Task instructions. In the records below, find every line that contains "ListSnapshot" and list it.

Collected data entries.
——————
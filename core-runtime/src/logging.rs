//! # Logging & Tracing Infrastructure
//!
//! Structured logging with the `tracing` crate:
//! - JSON, pretty and compact output formats
//! - Per-crate filtering
//! - Credential redaction for fields mirrored to the host
//! - Integration with host logging via `LoggerSink`
//!
//! ## Overview
//!
//! `init_logging` installs a `tracing-subscriber` registry once per process.
//! When a sink is configured, every event that survives filtering is also
//! converted into a [`LogEntry`] and handed to the host, with sensitive field
//! values replaced by `[REDACTED]` unless redaction is switched off.
//!
//! ## Usage
//!
//! ```ignore
//! use core_runtime::logging::{init_logging, LogFormat, LoggingConfig};
//! use bridge_traits::time::LogLevel;
//!
//! let config = LoggingConfig::default()
//!     .with_format(LogFormat::Json)
//!     .with_level(LogLevel::Debug);
//! init_logging(config)?;
//!
//! tracing::info!(local_id = "1234", kind = "anime", "Sync requested");
//! ```

use crate::error::{Error, Result};

use bridge_traits::time::{LogEntry, LogLevel, LoggerSink};

use std::collections::HashMap;
use std::fmt;
use std::io;
use std::sync::Arc;

use tracing::field::{Field, Visit};
use tracing::{Event, Subscriber};
use tracing_subscriber::{
    filter::EnvFilter,
    layer::{Context, SubscriberExt},
    registry::LookupSpan,
    util::SubscriberInitExt,
    Layer,
};

/// Crates whose events are emitted at the configured level by default.
const WORKSPACE_CRATES: &[&str] = &[
    "listsync_workspace",
    "core_runtime",
    "core_auth",
    "core_sync",
    "core_library",
    "core_service",
];

/// Log output format
#[derive(Debug, Clone, Copy, PartialEq, Eq)]
pub enum LogFormat {
    /// Human-readable multi-line output
    Pretty,
    /// One JSON object per event
    Json,
    /// Single-line output
    Compact,
}

impl Default for LogFormat {
    fn default() -> Self {
        #[cfg(debug_assertions)]
        return Self::Pretty;

        #[cfg(not(debug_assertions))]
        return Self::Json;
    }
}

/// Logging configuration
#[derive(Clone)]
pub struct LoggingConfig {
    pub format: LogFormat,
    /// Minimum level for workspace crates
    pub level: LogLevel,
    /// Redact sensitive field values before they reach the sink
    pub redact_pii: bool,
    /// Custom filter string (e.g., "core_sync=debug,sqlx=info")
    pub filter: Option<String>,
    pub logger_sink: Option<Arc<dyn LoggerSink>>,
    /// Emit span enter/exit events
    pub enable_spans: bool,
    pub display_target: bool,
    pub display_thread_info: bool,
}

impl Default for LoggingConfig {
    fn default() -> Self {
        Self {
            format: LogFormat::default(),
            level: LogLevel::Info,
            redact_pii: true,
            filter: None,
            logger_sink: None,
            enable_spans: false,
            display_target: true,
            display_thread_info: false,
        }
    }
}

impl LoggingConfig {
    pub fn with_format(mut self, format: LogFormat) -> Self {
        self.format = format;
        self
    }

    pub fn with_level(mut self, level: LogLevel) -> Self {
        self.level = level;
        self
    }

    pub fn with_pii_redaction(mut self, redact: bool) -> Self {
        self.redact_pii = redact;
        self
    }

    pub fn with_filter(mut self, filter: impl Into<String>) -> Self {
        self.filter = Some(filter.into());
        self
    }

    pub fn with_logger_sink(mut self, sink: Arc<dyn LoggerSink>) -> Self {
        self.logger_sink = Some(sink);
        self
    }

    pub fn with_spans(mut self, enable: bool) -> Self {
        self.enable_spans = enable;
        self
    }

    pub fn with_target(mut self, display: bool) -> Self {
        self.display_target = display;
        self
    }

    pub fn with_thread_info(mut self, display: bool) -> Self {
        self.display_thread_info = display;
        self
    }
}

/// Initialize the logging system
///
/// Call once during startup. A second call returns [`Error::Logging`]
/// because a global subscriber is already installed.
pub fn init_logging(config: LoggingConfig) -> Result<()> {
    let filter = build_filter(&config)?;
    let sink_layer = LoggerSinkLayer::new(config.logger_sink.clone(), config.redact_pii);

    let span_events = if config.enable_spans {
        tracing_subscriber::fmt::format::FmtSpan::NEW | tracing_subscriber::fmt::format::FmtSpan::CLOSE
    } else {
        tracing_subscriber::fmt::format::FmtSpan::NONE
    };

    let registry = tracing_subscriber::registry().with(filter).with(sink_layer);

    let result = match config.format {
        LogFormat::Pretty => registry
            .with(
                tracing_subscriber::fmt::layer()
                    .pretty()
                    .with_target(config.display_target)
                    .with_thread_ids(config.display_thread_info)
                    .with_thread_names(config.display_thread_info)
                    .with_span_events(span_events)
                    .with_writer(io::stdout),
            )
            .try_init(),
        LogFormat::Json => registry
            .with(
                tracing_subscriber::fmt::layer()
                    .json()
                    .flatten_event(true)
                    .with_current_span(config.enable_spans)
                    .with_span_list(config.enable_spans)
                    .with_target(config.display_target)
                    .with_thread_ids(config.display_thread_info)
                    .with_thread_names(config.display_thread_info)
                    .with_writer(io::stdout),
            )
            .try_init(),
        LogFormat::Compact => registry
            .with(
                tracing_subscriber::fmt::layer()
                    .compact()
                    .with_target(config.display_target)
                    .with_thread_ids(config.display_thread_info)
                    .with_thread_names(config.display_thread_info)
                    .with_span_events(span_events)
                    .with_writer(io::stdout),
            )
            .try_init(),
    };

    result.map_err(|e| Error::Logging(format!("Failed to initialize logging: {}", e)))
}

fn build_filter(config: &LoggingConfig) -> Result<EnvFilter> {
    let filter_string = match &config.filter {
        Some(custom_filter) => custom_filter.clone(),
        None => {
            let level = config.level.as_str();
            let mut directives: Vec<String> = WORKSPACE_CRATES
                .iter()
                .map(|krate| format!("{}={}", krate, level))
                .collect();
            directives.push("sqlx=warn".to_string());
            directives.join(",")
        }
    };

    EnvFilter::try_new(filter_string)
        .map_err(|e| Error::Config(format!("Invalid log filter: {}", e)))
}

/// Layer that forwards events to a `LoggerSink` implementation.
struct LoggerSinkLayer {
    sink: Option<Arc<dyn LoggerSink>>,
    redact: bool,
}

impl LoggerSinkLayer {
    fn new(sink: Option<Arc<dyn LoggerSink>>, redact: bool) -> Self {
        Self { sink, redact }
    }
}

impl<S> Layer<S> for LoggerSinkLayer
where
    S: Subscriber + for<'a> LookupSpan<'a>,
{
    fn on_event(&self, event: &Event<'_>, ctx: Context<'_, S>) {
        let Some(sink) = self.sink.as_ref() else {
            return;
        };

        let metadata = event.metadata();
        let level = tracing_level_to_log_level(*metadata.level());
        if level < sink.min_level() {
            return;
        }

        let mut visitor = SinkVisitor::default();
        event.record(&mut visitor);

        let message = visitor
            .message
            .unwrap_or_else(|| metadata.name().to_string());
        let mut entry = LogEntry::new(level, metadata.target(), message);

        for (key, value) in visitor.fields {
            let value = if self.redact {
                redact_if_sensitive(&key, &value)
            } else {
                value
            };
            entry = entry.with_field(key, value);
        }

        if let Some(span) = ctx.lookup_current() {
            entry = entry.with_span(span.name());
        }

        let sink = Arc::clone(sink);

        // Inside a runtime the sink call must not block the emitting task.
        if let Ok(handle) = tokio::runtime::Handle::try_current() {
            handle.spawn(async move {
                if let Err(err) = sink.log(entry).await {
                    eprintln!("LoggerSink error: {}", err);
                }
            });
            return;
        }

        if let Err(err) = futures::executor::block_on(sink.log(entry)) {
            eprintln!("LoggerSink error: {}", err);
        }
    }
}

#[derive(Default)]
struct SinkVisitor {
    message: Option<String>,
    fields: HashMap<String, String>,
}

impl SinkVisitor {
    fn record_value(&mut self, field: &Field, value: String) {
        if field.name() == "message" {
            self.message = Some(value);
        } else {
            self.fields.insert(field.name().to_string(), value);
        }
    }
}

impl Visit for SinkVisitor {
    fn record_str(&mut self, field: &Field, value: &str) {
        self.record_value(field, value.to_string());
    }

    fn record_i64(&mut self, field: &Field, value: i64) {
        self.record_value(field, value.to_string());
    }

    fn record_u64(&mut self, field: &Field, value: u64) {
        self.record_value(field, value.to_string());
    }

    fn record_bool(&mut self, field: &Field, value: bool) {
        self.record_value(field, value.to_string());
    }

    fn record_error(&mut self, field: &Field, value: &(dyn std::error::Error + 'static)) {
        self.record_value(field, value.to_string());
    }

    fn record_debug(&mut self, field: &Field, value: &dyn fmt::Debug) {
        self.record_value(field, format!("{:?}", value));
    }
}

fn tracing_level_to_log_level(level: tracing::Level) -> LogLevel {
    match level {
        tracing::Level::TRACE => LogLevel::Trace,
        tracing::Level::DEBUG => LogLevel::Debug,
        tracing::Level::INFO => LogLevel::Info,
        tracing::Level::WARN => LogLevel::Warn,
        tracing::Level::ERROR => LogLevel::Error,
    }
}

/// Redact a field value when its name suggests credential material.
///
/// ```ignore
/// use core_runtime::logging::redact_if_sensitive;
///
/// tracing::debug!(token = %redact_if_sensitive("token", &raw), "Validating token");
/// ```
pub fn redact_if_sensitive(field_name: &str, value: &str) -> String {
    const SENSITIVE_FIELDS: &[&str] = &[
        "token",
        "password",
        "secret",
        "api_key",
        "authorization",
        "bearer",
        "ciphertext",
        "key_material",
    ];

    let field_lower = field_name.to_lowercase();
    if SENSITIVE_FIELDS.iter().any(|&f| field_lower.contains(f)) {
        "[REDACTED]".to_string()
    } else {
        value.to_string()
    }
}

/// Strip a file path down to its last component.
///
/// Used when logging the database location.
pub fn strip_path(path: &str) -> &str {
    path.rsplit(['/', '\\']).next().unwrap_or(path)
}

#[cfg(test)]
mod tests {
    use super::*;
    use async_trait::async_trait;
    use bridge_traits::error::Result as SinkResult;
    use std::sync::Mutex;

    #[test]
    fn test_logging_config_builder() {
        let config = LoggingConfig::default()
            .with_format(LogFormat::Compact)
            .with_level(LogLevel::Debug)
            .with_pii_redaction(false)
            .with_filter("core_sync=trace")
            .with_spans(true)
            .with_thread_info(true);

        assert_eq!(config.format, LogFormat::Compact);
        assert_eq!(config.level, LogLevel::Debug);
        assert!(!config.redact_pii);
        assert_eq!(config.filter.as_deref(), Some("core_sync=trace"));
        assert!(config.enable_spans);
        assert!(config.display_thread_info);
    }

    #[test]
    fn test_redact_if_sensitive() {
        assert_eq!(redact_if_sensitive("token", "abc"), "[REDACTED]");
        assert_eq!(redact_if_sensitive("anilist_token", "abc"), "[REDACTED]");
        assert_eq!(redact_if_sensitive("Authorization", "Bearer x"), "[REDACTED]");
        assert_eq!(redact_if_sensitive("local_id", "1234"), "1234");
        assert_eq!(redact_if_sensitive("kind", "anime"), "anime");
    }

    #[test]
    fn test_strip_path() {
        assert_eq!(strip_path("/var/lib/listsync/state.db"), "state.db");
        assert_eq!(strip_path("C:\\data\\state.db"), "state.db");
        assert_eq!(strip_path("state.db"), "state.db");
    }

    #[test]
    fn test_build_filter_covers_workspace_crates() {
        let config = LoggingConfig::default().with_level(LogLevel::Debug);
        let filter = build_filter(&config).unwrap().to_string();

        assert!(filter.contains("core_sync=debug"));
        assert!(filter.contains("core_library=debug"));
        assert!(filter.contains("sqlx=warn"));
    }

    #[test]
    fn test_build_custom_filter() {
        let config = LoggingConfig::default().with_filter("core_auth=trace");
        let filter = build_filter(&config).unwrap();
        assert!(filter.to_string().contains("core_auth=trace"));
    }

    #[test]
    fn test_logger_sink_layer_forwards_and_redacts() {
        let sink = Arc::new(RecordingSink::default());
        let trait_sink: Arc<dyn LoggerSink> = sink.clone();
        let subscriber =
            tracing_subscriber::registry().with(LoggerSinkLayer::new(Some(trait_sink), true));
        let _guard = tracing::subscriber::set_default(subscriber);

        tracing::info!(target: "core_auth", local_id = "42", token = "raw-secret", "Bound account");

        let entries = sink.entries.lock().unwrap();
        assert_eq!(entries.len(), 1);
        let entry = &entries[0];
        assert_eq!(entry.target, "core_auth");
        assert_eq!(entry.message, "Bound account");
        assert_eq!(entry.fields.get("local_id"), Some(&"42".to_string()));
        assert_eq!(entry.fields.get("token"), Some(&"[REDACTED]".to_string()));
    }

    #[test]
    fn test_logger_sink_layer_respects_min_level() {
        let sink = Arc::new(RecordingSink::default());
        let trait_sink: Arc<dyn LoggerSink> = sink.clone();
        let subscriber =
            tracing_subscriber::registry().with(LoggerSinkLayer::new(Some(trait_sink), true));
        let _guard = tracing::subscriber::set_default(subscriber);

        tracing::debug!("below the sink threshold");

        assert!(sink.entries.lock().unwrap().is_empty());
    }

    #[derive(Default)]
    struct RecordingSink {
        entries: Mutex<Vec<LogEntry>>,
    }

    #[async_trait]
    impl LoggerSink for RecordingSink {
        async fn log(&self, entry: LogEntry) -> SinkResult<()> {
            self.entries.lock().unwrap().push(entry);
            Ok(())
        }
    }
}
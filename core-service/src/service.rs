//! # List Sync Service
//!
//! Front-end facing operations over the assembled core.
//!
//! ## Operations
//!
//! | Operation | Gate | Errors surfaced |
//! |-----------|------|-----------------|
//! | `bind` | - | `AuthInvalid`, provider timeout |
//! | `unbind` | - | `NotBound` |
//! | `sync_lists` / `sync_account` | rate limiter (`synclists`) | `OnCooldown`, `NotBound`, `AuthInvalid`, `SyncFailed`, `DecryptionFailed` |
//! | `wipe_lists` / `wipe_account_lists` | - | `NotBound`, `NothingToWipe` |
//!
//! Reads (`tracked_media_count`, `trackers_for`, cached documents, scheduler
//! status) never mutate state.

use crate::error::{CoreError, Result};
use bridge_traits::{ExternalAccountId, MediaId, MediaKind};
use core_auth::{AccessToken, AccountBinder, BindOutcome, CredentialVault};
use core_library::db::{create_pool, DatabaseConfig};
use core_library::{
    AccountRepository, CacheStore, ListSnapshot, LocalAccountId, MediaCache, MediaDocument,
    MemoryCacheStore, ReverseIndexStore, SqliteAccountRepository, SqliteCacheStore,
    SqliteReverseIndexStore, SqliteScheduleRepository, Tracker, SYNC_JOB_TYPE,
};
use core_runtime::events::{AccountEvent, CoreEvent, EventBus};
use core_runtime::{CacheBackend, CoreConfig, SyncSettings};
use core_sync::{
    FleetSynchronizer, ListSynchronizer, RateLimiter, RetryPolicy, SchedulerActor,
    SchedulerConfig, SchedulerHandle, SchedulerStatus, SyncError, SyncOutcome,
    SynchronizerDeps, TickOutcome, WipeFlow, WipeReport,
};
use std::sync::Arc;
use std::time::Duration;
use tokio::sync::broadcast::Receiver;
use tracing::{info, instrument, warn};

/// Rate limiter command guarding on-demand list syncs.
pub const SYNC_LISTS_COMMAND: &str = "synclists";

/// Outcome of syncing both media kinds of one account.
#[derive(Debug, Clone, PartialEq, Eq)]
pub struct ListsSyncReport {
    pub anime: SyncOutcome,
    pub manga: SyncOutcome,
}

impl ListsSyncReport {
    /// Neither kind had any list.
    pub fn is_empty(&self) -> bool {
        self.anime == SyncOutcome::NoLists && self.manga == SyncOutcome::NoLists
    }
}

#[derive(Debug, Clone, PartialEq, Eq)]
pub struct UnbindReport {
    pub external_id: ExternalAccountId,
    /// Trackers removed across both kinds
    pub untracked: usize,
}

#[derive(Debug, Clone, Copy, PartialEq, Eq)]
pub struct Housekeeping {
    pub cooldowns_purged: usize,
    pub cache_entries_purged: usize,
}

struct ServiceInner {
    settings: SyncSettings,
    event_bus: EventBus,
    accounts: Arc<dyn AccountRepository>,
    index: Arc<dyn ReverseIndexStore>,
    cache: MediaCache,
    vault: Arc<CredentialVault>,
    binder: AccountBinder,
    synchronizer: Arc<ListSynchronizer>,
    wipe: WipeFlow,
    rate_limiter: RateLimiter,
    scheduler: SchedulerHandle,
}

/// Primary facade exposed to host applications.
///
/// Cheap to clone; clones share the same stores, rate limiter and scheduler.
#[derive(Clone)]
pub struct ListSyncService {
    inner: Arc<ServiceInner>,
}

impl ListSyncService {
    /// Open the database, assemble every component and start the scheduler.
    ///
    /// Must be called from within a Tokio runtime.
    #[instrument(skip(config), fields(database = %config.database_path.display()))]
    pub async fn bootstrap(config: CoreConfig) -> Result<Self> {
        config.validate()?;

        let CoreConfig {
            database_path,
            sealed_box,
            list_provider,
            clock,
            cache_backend,
            sync: settings,
        } = config;

        let pool = create_pool(DatabaseConfig::new(database_path)).await?;
        let event_bus = EventBus::default();

        let store: Arc<dyn CacheStore> = match cache_backend {
            CacheBackend::Memory => Arc::new(MemoryCacheStore::new(clock.clone())),
            CacheBackend::Sqlite => Arc::new(SqliteCacheStore::new(pool.clone(), clock.clone())),
        };
        let cache = MediaCache::new(store, clock.clone(), settings.media_ttl)?;

        let accounts: Arc<dyn AccountRepository> =
            Arc::new(SqliteAccountRepository::new(pool.clone()));
        let index: Arc<dyn ReverseIndexStore> = Arc::new(SqliteReverseIndexStore::new(pool.clone()));

        let vault = Arc::new(CredentialVault::new(
            accounts.clone(),
            sealed_box,
            clock.clone(),
        ));
        let binder = AccountBinder::new(
            vault.clone(),
            list_provider.clone(),
            event_bus.clone(),
            settings.request_timeout,
        );

        let synchronizer = Arc::new(ListSynchronizer::new(
            SynchronizerDeps {
                vault: vault.clone(),
                provider: list_provider,
                index: index.clone(),
                cache: cache.clone(),
                accounts: accounts.clone(),
                clock: clock.clone(),
                event_bus: event_bus.clone(),
            },
            settings.clone(),
        ));

        let wipe = WipeFlow::new(
            index.clone(),
            cache.clone(),
            RetryPolicy {
                attempts: settings.untrack_retry_attempts,
                backoff: settings.untrack_retry_backoff,
            },
        );

        let rate_limiter = RateLimiter::new(clock.clone(), settings.cooldown_window);

        let scheduler = SchedulerActor::spawn(
            SchedulerConfig {
                job_type: SYNC_JOB_TYPE.to_string(),
                period: settings.sync_period,
            },
            Arc::new(FleetSynchronizer::new(accounts.clone(), synchronizer.clone())),
            Arc::new(SqliteScheduleRepository::new(pool)),
            clock,
            event_bus.clone(),
        )
        .await?;

        info!(cache_backend = ?cache_backend, "List sync core ready");

        Ok(Self {
            inner: Arc::new(ServiceInner {
                settings,
                event_bus,
                accounts,
                index,
                cache,
                vault,
                binder,
                synchronizer,
                wipe,
                rate_limiter,
                scheduler,
            }),
        })
    }

    pub fn settings(&self) -> &SyncSettings {
        &self.inner.settings
    }

    /// Subscribe to account, sync and scheduler events.
    pub fn subscribe(&self) -> Receiver<CoreEvent> {
        self.inner.event_bus.subscribe()
    }

    // ===== Accounts =====

    /// Bind (or re-bind) `local_id` to the account `raw_token` belongs to.
    ///
    /// Re-binding to a different external account wipes what the previous
    /// one left behind: its snapshots and this account's trackers.
    #[instrument(skip(self, raw_token), fields(local_id = %local_id))]
    pub async fn bind(&self, local_id: &LocalAccountId, raw_token: impl Into<String>) -> Result<BindOutcome> {
        let previous = self.inner.vault.external_id(local_id).await?;
        let outcome = self
            .inner
            .binder
            .bind(local_id, AccessToken::new(raw_token))
            .await?;

        let current = ExternalAccountId::new(outcome.viewer.id);
        if let Some(previous) = previous.filter(|previous| *previous != current) {
            let untracked = self.wipe_external(local_id, previous).await?;
            info!(previous = %previous, current = %current, untracked, "Cleared lists of previous binding");
        }
        Ok(outcome)
    }

    /// Remove a binding together with every tracker and snapshot it produced.
    #[instrument(skip(self), fields(local_id = %local_id))]
    pub async fn unbind(&self, local_id: &LocalAccountId) -> Result<UnbindReport> {
        let external_id = self.external_id(local_id).await?;
        let mut untracked = self.wipe_external(local_id, external_id).await?;
        for kind in MediaKind::ALL {
            // Trackers left behind by a wipe that did not complete.
            untracked += self.inner.index.wipe_account(kind, local_id).await?;
        }

        self.inner.vault.clear(local_id).await?;
        self.inner.rate_limiter.reset(SYNC_LISTS_COMMAND, local_id.as_str());

        let _ = self.inner.event_bus.emit(CoreEvent::Account(AccountEvent::Unbound {
            local_id: local_id.to_string(),
        }));
        info!(untracked, "Account unbound");

        Ok(UnbindReport {
            external_id,
            untracked,
        })
    }

    pub async fn registered_account_count(&self) -> Result<u64> {
        Ok(self.inner.accounts.count().await?)
    }

    // ===== Synchronization =====

    /// Sync both kinds of one account on demand.
    ///
    /// Gated once by the rate limiter; anime is synced before manga and the
    /// first failure is returned.
    #[instrument(skip(self), fields(local_id = %local_id))]
    pub async fn sync_lists(&self, local_id: &LocalAccountId) -> Result<ListsSyncReport> {
        self.check_cooldown(local_id)?;

        let anime = self.inner.synchronizer.sync_account(local_id, MediaKind::Anime).await?;
        let manga = self.inner.synchronizer.sync_account(local_id, MediaKind::Manga).await?;

        Ok(ListsSyncReport { anime, manga })
    }

    /// Sync one kind of one account on demand. Shares the `synclists` cooldown.
    pub async fn sync_account(&self, local_id: &LocalAccountId, kind: MediaKind) -> Result<SyncOutcome> {
        self.check_cooldown(local_id)?;
        Ok(self.inner.synchronizer.sync_account(local_id, kind).await?)
    }

    /// Time left before `local_id` may sync on demand again.
    pub fn sync_cooldown_remaining(&self, local_id: &LocalAccountId) -> Option<Duration> {
        self.inner
            .rate_limiter
            .remaining(SYNC_LISTS_COMMAND, local_id.as_str())
    }

    pub async fn wipe_account_lists(&self, local_id: &LocalAccountId, kind: MediaKind) -> Result<WipeReport> {
        let external_id = self.external_id(local_id).await?;
        Ok(self
            .inner
            .wipe
            .wipe_account_lists(local_id, external_id, kind)
            .await?)
    }

    /// Wipe both kinds. `NothingToWipe` only when neither kind had anything.
    #[instrument(skip(self), fields(local_id = %local_id))]
    pub async fn wipe_lists(&self, local_id: &LocalAccountId) -> Result<Vec<WipeReport>> {
        let external_id = self.external_id(local_id).await?;
        let mut reports = Vec::new();

        for kind in MediaKind::ALL {
            match self.inner.wipe.wipe_account_lists(local_id, external_id, kind).await {
                Ok(report) => reports.push(report),
                Err(SyncError::NothingToWipe) => {}
                Err(e) => return Err(e.into()),
            }
        }

        if reports.is_empty() {
            return Err(SyncError::NothingToWipe.into());
        }
        Ok(reports)
    }

    // ===== Reads =====

    pub async fn tracked_media_count(&self, kind: MediaKind) -> Result<u64> {
        Ok(self.inner.index.tracked_media_count(kind).await?)
    }

    /// Accounts tracking `media_id`, in the order they started tracking it.
    pub async fn trackers_for(&self, kind: MediaKind, media_id: MediaId) -> Result<Vec<Tracker>> {
        Ok(self
            .inner
            .index
            .find_entry(kind, media_id)
            .await?
            .map(|entry| entry.trackers)
            .unwrap_or_default())
    }

    pub async fn cached_snapshot(
        &self,
        external_id: ExternalAccountId,
        kind: MediaKind,
    ) -> Result<Option<ListSnapshot>> {
        Ok(self.inner.cache.get_snapshot(external_id, kind).await?)
    }

    pub async fn cached_media(&self, kind: MediaKind, media_id: MediaId) -> Result<Option<MediaDocument>> {
        Ok(self.inner.cache.get_media(kind, media_id).await?)
    }

    pub async fn resolve_alias(&self, kind: MediaKind, title: &str) -> Result<Option<MediaDocument>> {
        Ok(self.inner.cache.resolve_alias(kind, title).await?)
    }

    // ===== Scheduler =====

    pub async fn scheduler_status(&self) -> Result<SchedulerStatus> {
        Ok(self.inner.scheduler.status().await?)
    }

    /// Start a fleet pass now unless one is already running.
    pub async fn trigger_fleet_sync(&self) -> Result<TickOutcome> {
        Ok(self.inner.scheduler.trigger_now().await?)
    }

    // ===== Maintenance =====

    /// Drop elapsed cooldowns and expired cache entries.
    pub async fn housekeeping(&self) -> Result<Housekeeping> {
        let cooldowns_purged = self.inner.rate_limiter.purge_expired();
        let cache_entries_purged = self.inner.cache.store().purge_expired().await?;
        Ok(Housekeeping {
            cooldowns_purged,
            cache_entries_purged,
        })
    }

    /// Stop the scheduler. A fleet pass already running is left to finish.
    pub fn shutdown(&self) {
        self.inner.scheduler.shutdown();
        info!("List sync core shut down");
    }

    // ===== Helpers =====

    fn check_cooldown(&self, local_id: &LocalAccountId) -> Result<()> {
        self.inner
            .rate_limiter
            .check(SYNC_LISTS_COMMAND, local_id.as_str())
            .map_err(|e| {
                warn!(local_id = %local_id, error = %e, "Manual sync rejected");
                CoreError::from(e)
            })
    }

    /// Wipe both kinds contributed by `external_id`, tolerating empty ones.
    async fn wipe_external(&self, local_id: &LocalAccountId, external_id: ExternalAccountId) -> Result<usize> {
        let mut untracked = 0;
        for kind in MediaKind::ALL {
            match self.inner.wipe.wipe_account_lists(local_id, external_id, kind).await {
                Ok(report) => untracked += report.untracked,
                Err(SyncError::NothingToWipe) => {}
                Err(e) => return Err(e.into()),
            }
        }
        Ok(untracked)
    }

    async fn external_id(&self, local_id: &LocalAccountId) -> Result<ExternalAccountId> {
        self.inner
            .vault
            .external_id(local_id)
            .await?
            .ok_or_else(|| SyncError::NotBound(local_id.to_string()).into())
    }
}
——————
Output for this task.
    AccountRepository, CacheStore, ListSnapshot, LocalAccountId, MediaCache, MediaDocument,
    ) -> Result<Option<ListSnapshot>> {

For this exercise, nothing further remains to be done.